━━━━━ Data extract ━━━━━

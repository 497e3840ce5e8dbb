#![forbid(unsafe_code)]

//! Value model and key/value store capability for tether.
//!
//! - [`Value`]: the closed set of values a bound property can hold.
//! - [`ValueStore`]: the persistence capability a settings registry mirrors
//!   live edits into.
//! - [`MemoryStore`]: shared in-memory store, the default for tests and for
//!   sessions that never touch disk.
//! - `JsonFileStore` (feature `file-store`): single JSON file with atomic
//!   writes.

#[cfg(feature = "file-store")]
pub mod file_store;
pub mod store;
pub mod value;

#[cfg(feature = "file-store")]
pub use file_store::JsonFileStore;
pub use store::{MemoryStore, StoreError, ValueStore};
pub use value::{PropertyValue, Value, ValueKind, ValueTypeError};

━━━━━

The answer should hold the lines from the one containing "never touch disk." through the end of the entries above, set down exactly, with both ends included.

Problem solution
//!   sessions that never touch disk.
//! - `JsonFileStore` (feature `file-store`): single JSON file with atomic
//!   writes.

#[cfg(feature = "file-store")]
pub mod file_store;
pub mod store;
pub mod value;

#[cfg(feature = "file-store")]
pub use file_store::JsonFileStore;
pub use store::{MemoryStore, StoreError, ValueStore};
pub use value::{PropertyValue, Value, ValueKind, ValueTypeError};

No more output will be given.